# [Exercise brief]
In the entries that follow, the line with "if unique.len() != ids.len()" opens the range and the line with "PipelineBuilder::new()" closes it; repeat that range exactly, both lines included.

# [Excerpted data]
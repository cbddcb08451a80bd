//! Admission of `PgShardedCluster`.

use std::collections::BTreeSet;
use std::sync::Arc;

use async_trait::async_trait;
use kube::core::admission::AdmissionRequest;

use super::validators::ReferenceValidator;
use super::{AdmissionPipeline, PipelineBuilder, ValidationFailed, Validator};
use crate::crd::sharded_cluster::LAST_RESERVED_SCRIPT_ID;
use crate::crd::{PgInstanceProfile, PgShardedCluster};
use crate::error::Result;
use crate::resolver::CustomResourceFinder;
use crate::version::{OperatorVersion, VersionRange};

/// Managed SQL script ids must be unique and outside the ids the operator
/// reserves for its own scripts.
struct ScriptsValidator;

#[async_trait]
impl Validator<PgShardedCluster> for ScriptsValidator {
    async fn validate(
        &self,
        request: &AdmissionRequest<PgShardedCluster>,
    ) -> Result<(), ValidationFailed> {
        let Some(sharded) = &request.object else {
            return Ok(());
        };
        let Some(managed_sql) = &sharded.spec.shards.managed_sql else {
            return Ok(());
        };
        let ids: Vec<i32> = managed_sql.scripts.iter().filter_map(|s| s.id).collect();
        let unique: BTreeSet<i32> = ids.iter().copied().collect();
        if unique.len() != ids.len() {
            return Err(ValidationFailed::constraint_violation(
                "Script entries must contain unique ids",
            ));
        }
        if ids.iter().any(|id| (0..=LAST_RESERVED_SCRIPT_ID).contains(id)) {
            return Err(ValidationFailed::constraint_violation(format!(
                "Script entries must not use reserved ids from 0 to {LAST_RESERVED_SCRIPT_ID}"
            )));
        }
        Ok(())
    }
}

fn coordinator_profile(sharded: &PgShardedCluster) -> Option<&str> {
    Some(sharded.spec.coordinator.instance_profile.as_str())
}

fn shards_profile(sharded: &PgShardedCluster) -> Option<&str> {
    Some(sharded.spec.shards.instance_profile.as_str())
}

pub fn pipeline(
    version: OperatorVersion,
    profiles: Arc<dyn CustomResourceFinder<PgInstanceProfile>>,
) -> Result<AdmissionPipeline<PgShardedCluster>> {
    PipelineBuilder::new()
        .validator("managed-sql", VersionRange::all(), ScriptsValidator)
        .validator(
            "coordinator-profile",
            VersionRange::all(),
            ReferenceValidator::new("instance profile", profiles.clone(), coordinator_profile),
        )
        .validator(
            "shards-profile",
            VersionRange::all(),
            ReferenceValidator::new("instance profile", profiles, shards_profile),
        )
        .build(version)
}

# [Expected answer]
        if unique.len() != ids.len() {
            return Err(ValidationFailed::constraint_violation(
                "Script entries must contain unique ids",
            ));
        }
        if ids.iter().any(|id| (0..=LAST_RESERVED_SCRIPT_ID).contains(id)) {
            return Err(ValidationFailed::constraint_violation(format!(
                "Script entries must not use reserved ids from 0 to {LAST_RESERVED_SCRIPT_ID}"
            )));
        }
        Ok(())
    }
}

fn coordinator_profile(sharded: &PgShardedCluster) -> Option<&str> {
    Some(sharded.spec.coordinator.instance_profile.as_str())
}

fn shards_profile(sharded: &PgShardedCluster) -> Option<&str> {
    Some(sharded.spec.shards.instance_profile.as_str())
}

pub fn pipeline(
    version: OperatorVersion,
    profiles: Arc<dyn CustomResourceFinder<PgInstanceProfile>>,
) -> Result<AdmissionPipeline<PgShardedCluster>> {
    PipelineBuilder::new()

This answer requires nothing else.